Sketching Classifiers with Limited Memory, or Better Feature Hashing with One Simple Trick

This post accompanies the paper “Sketching Linear Classifiers over Data Streams” by Kai Sheng Tai, Vatsal Sharan, Peter Bailis and Gregory Valiant, which was presented at SIGMOD 2018. Check out our code on GitHub.

In online learning, we learn a predictor by continuously updating its weights according to a stream of labelled examples. For example, in spam classification, an online learning approach allows the spam classifier to dynamically adapt to newly-observed features, even those introduced by an adversary attempting to evade detection. In memory-constrained environments such as mobile or embedded devices, there exists an important trade-off between classification accuracy and the memory footprint of the classifier. In this post, we describe a simple technique that improves on a standard method for learning memory-budgeted classifiers called feature hashing. The idea is to introduce a coarse-to-fine approximation by augmenting the hashed weight vector with a heap that stores important, high-magnitude model weights. Controlling for the available memory budget, we show that this simple extension achieves consistent accuracy improvements over feature hashing on several real-world datasets.

Linear classification with limited memory

Linear classifiers are an essential part of the modern machine learning toolbox. Given a good set of input features, linear models such as logistic regression, naïve bayes and linear SVMs have been used to achieve excellent classification accuracy on important prediction tasks like spam detection, ad click-through-rate prediction, and network traffic classification. As an added bonus, we can often interpret the weights learned by these linear models as indications of relative feature importance, a useful metric for meta-tasks like debugging poor model performance.

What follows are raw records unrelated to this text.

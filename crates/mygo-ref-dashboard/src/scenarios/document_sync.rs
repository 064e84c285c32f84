//! Scenario 2: Document Sync
//!
//! Exercises the sync agent's welcome actions against the fixture sources:
//! listing sources, syncing everything, picking a Cloud ALM project, and an
//! empty dashboard with no sources at all.
//!
//! Sub-case C starts a knowledge-assistant turn, switches agents while the
//! call is in flight, and shows the late reply being dropped.

use mygo_contracts::{
    action::{Action, ActionKind},
    error::MygoResult,
    outcome::TurnOutcome,
};
use mygo_core::freeform::FreeformHandler;

use super::{find_action, print_new, print_outcome, require_action, Dashboard};
use crate::gateway::DashboardFixture;

pub const AGENT_ID: &str = "sync-documents";
pub const DRILL_DOWN_PROJECT: &str = "PRJ-103";

fn welcome(dash: &Dashboard, kind: &ActionKind) -> Option<Action> {
    let session = dash.orchestrator.open_session(Some(AGENT_ID));
    dash.orchestrator
        .welcome_actions(&session)
        .iter()
        .find(|a| &a.kind == kind)
        .cloned()
}

/// Run Scenario 2: Document Sync.
pub fn run_scenario() -> MygoResult<()> {
    println!("=== Scenario 2: Document Sync ===");
    println!();

    let dash = Dashboard::with_default_fixture()?;
    let o = &dash.orchestrator;

    println!("  Sub-case A: configured sources");
    let mut session = o.open_session(Some(AGENT_ID));
    let mut seen = 0;
    let welcome_actions = o.welcome_actions(&session).to_vec();
    for action in &welcome_actions {
        println!("  Welcome action: {} ({})", action.label, action.id);
    }

    for action in &welcome_actions {
        print_outcome(&o.invoke_action(&mut session, action));
        print_new(&session, &mut seen);
    }

    let project = find_action(
        &session,
        &ActionKind::SyncProject {
            source_id: "calm-main".to_string(),
            project_id: DRILL_DOWN_PROJECT.to_string(),
        },
    );
    match project {
        Some(action) => {
            print_outcome(&o.invoke_action(&mut session, &action));
            print_new(&session, &mut seen);
        }
        None => println!("  Project {} was not offered", DRILL_DOWN_PROJECT),
    }

    let source = require_action(
        &session,
        &ActionKind::SyncSource {
            source_id: "sp-projects".to_string(),
        },
    )?;
    print_outcome(&o.invoke_action(&mut session, &source));
    print_new(&session, &mut seen);
    println!();

    println!("  Sub-case B: empty dashboard");
    let empty = Dashboard::new(DashboardFixture::default());
    let mut session = empty.orchestrator.open_session(Some(AGENT_ID));
    let mut seen = 0;
    if let Some(sync_all) = welcome(&empty, &ActionKind::SyncAll) {
        print_outcome(&empty.orchestrator.invoke_action(&mut session, &sync_all));
        print_new(&session, &mut seen);
    }
    println!();

    println!("  Sub-case C: reply after an agent switch");
    let outcome = stale_reply(&dash);
    print_outcome(&outcome);

    println!();
    println!("  Scenario 2 complete.");
    println!();
    Ok(())
}

/// Start a knowledge-assistant turn, switch to the sync agent before the
/// reply is applied, then apply it.
pub fn stale_reply(dash: &Dashboard) -> TurnOutcome {
    let o = &dash.orchestrator;
    let handler = FreeformHandler::new(o.registry(), o.gateway());
    let mut session = o.open_session(None);

    let turn = match handler.begin(&mut session, "What does clean core mean?") {
        Ok(turn) => turn,
        Err(reason) => return TurnOutcome::rejected(reason),
    };
    println!(
        "  Turn started on '{}'; {} message(s) shown",
        turn.ticket().agent_id(),
        session.messages().len()
    );

    o.switch_agent(&mut session, Some(AGENT_ID));
    println!("  Switched to '{}'", session.agent_id());

    let reply = o.gateway().invoke(turn.request());
    let outcome = handler.finish(&mut session, turn, reply);
    println!(
        "  Late reply applied; '{}' shows {} message(s)",
        session.agent_id(),
        session.messages().len()
    );
    outcome
}
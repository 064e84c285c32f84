//! The freeform turn handler: one user turn, one backend call, one reply.
//!
//! A turn runs in two halves. `begin` records the user message, marks the
//! session pending and appends a placeholder; `finish` settles that
//! placeholder with the reply or an error. Between the two the caller is
//! free to block on the gateway. `submit` runs both halves back to back.

use serde_json::Value;
use tracing::{debug, info, warn};

use mygo_contracts::{
    action::{Action, ActionKind, Emphasis},
    agent::AgentDescriptor,
    error::MygoResult,
    message::{MessageId, NewMessage},
    outcome::{RejectReason, TurnOutcome},
    request::AgentRequest,
};

use crate::{
    registry::AgentRegistry,
    reply::reply_text,
    session::{CallTicket, ConversationSession},
    traits::BackendGateway,
};

/// Shown in place of a reply when the backend call fails.
pub const ERROR_REPLY: &str = "Sorry, I encountered an error. Please try again.";

/// A freeform turn whose backend call has not settled yet.
#[derive(Debug)]
pub struct PendingTurn {
    ticket: CallTicket,
    placeholder: MessageId,
    request: AgentRequest,
    follow_ups: Vec<Action>,
}

impl PendingTurn {
    pub fn request(&self) -> &AgentRequest {
        &self.request
    }

    pub fn ticket(&self) -> &CallTicket {
        &self.ticket
    }
}

pub struct FreeformHandler<'a> {
    registry: &'a AgentRegistry,
    gateway: &'a dyn BackendGateway,
}

impl<'a> FreeformHandler<'a> {
    pub fn new(registry: &'a AgentRegistry, gateway: &'a dyn BackendGateway) -> Self {
        Self { registry, gateway }
    }

    /// Start a turn. Nothing in the session changes when it is rejected.
    pub fn begin(
        &self,
        session: &mut ConversationSession,
        text: &str,
    ) -> Result<PendingTurn, RejectReason> {
        if text.trim().is_empty() {
            debug!(agent_id = %session.agent_id(), "empty input rejected");
            return Err(RejectReason::EmptyInput);
        }
        if session.is_pending() {
            debug!(agent_id = %session.agent_id(), "input rejected, call already pending");
            return Err(RejectReason::CallPending);
        }

        let descriptor = self.registry.resolve(Some(session.agent_id().as_str()));
        // Agents without a freeform shape are answered by the knowledge assistant.
        let request = descriptor.shape.build(text).unwrap_or_else(|| AgentRequest::Ask {
            query: text.to_string(),
        });
        let follow_ups = follow_ups(descriptor);

        session.append(NewMessage::user(text));
        let ticket = session.begin_call().ok_or(RejectReason::CallPending)?;
        session.set_input_draft("");
        let placeholder = session.append_pending();

        debug!(
            agent_id = %session.agent_id(),
            operation = request.operation().name(),
            "freeform turn started"
        );

        Ok(PendingTurn {
            ticket,
            placeholder,
            request,
            follow_ups,
        })
    }

    /// Settle a turn with the gateway's result.
    ///
    /// A turn whose conversation was reset or switched away is discarded
    /// without touching the session.
    pub fn finish(
        &self,
        session: &mut ConversationSession,
        turn: PendingTurn,
        result: MygoResult<Value>,
    ) -> TurnOutcome {
        if !session.is_current(&turn.ticket) {
            info!(
                agent_id = %turn.ticket.agent_id(),
                active_agent = %session.agent_id(),
                "discarding response for an abandoned conversation"
            );
            return TurnOutcome::Discarded;
        }

        let operation = turn.request.operation();
        let (message, outcome) = match result {
            Ok(body) => {
                let text = reply_text(&body, operation);
                (
                    NewMessage::assistant(text).with_actions(turn.follow_ups),
                    TurnOutcome::Completed { messages: 1 },
                )
            }
            Err(e) => {
                warn!(
                    agent_id = %session.agent_id(),
                    operation = operation.name(),
                    error = %e,
                    "freeform call failed"
                );
                (
                    NewMessage::error(ERROR_REPLY),
                    TurnOutcome::Failed {
                        reason: e.to_string(),
                    },
                )
            }
        };

        session.settle(turn.placeholder, message);
        session.finish_call(&turn.ticket);
        outcome
    }

    /// Run a whole turn against the gateway.
    pub fn submit(&self, session: &mut ConversationSession, text: &str) -> TurnOutcome {
        let turn = match self.begin(session, text) {
            Ok(turn) => turn,
            Err(reason) => return TurnOutcome::rejected(reason),
        };
        let result = self.gateway.invoke(turn.request());
        self.finish(session, turn, result)
    }
}

fn follow_ups(descriptor: &AgentDescriptor) -> Vec<Action> {
    if !descriptor.full_editor {
        return Vec::new();
    }
    vec![Action::new(
        ActionKind::OpenEditor,
        format!("Open full {} editor", descriptor.name),
        Emphasis::Outline,
    )]
}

Memory usage isn’t typically considered a bottleneck when we’re deploying linear classifiers in server environments. However, memory constraints can quickly become a key limitation on mobile and embedded platforms. As an extreme example, the popular Arduino Uno microcontroller board ships with a measly 2KB of onboard RAM. Other devices like the Google Home or the Amazon Echo impose less stringent memory limits, but are still at least an order of magnitude more memory constrained than typical commodity server hardware. Despite these hardware limitations, there is growing interest in on-device learning and inference—for example, a recent paper from Microsoft describes how tree models can be tailored for deployment on the Uno. On-device learning offers interesting new possibilities for ML-based systems—for instance, predictive systems that can adapt to local observations without needing an internet connection, or on-device models that can be quickly personalized to the peculiarities of individual users.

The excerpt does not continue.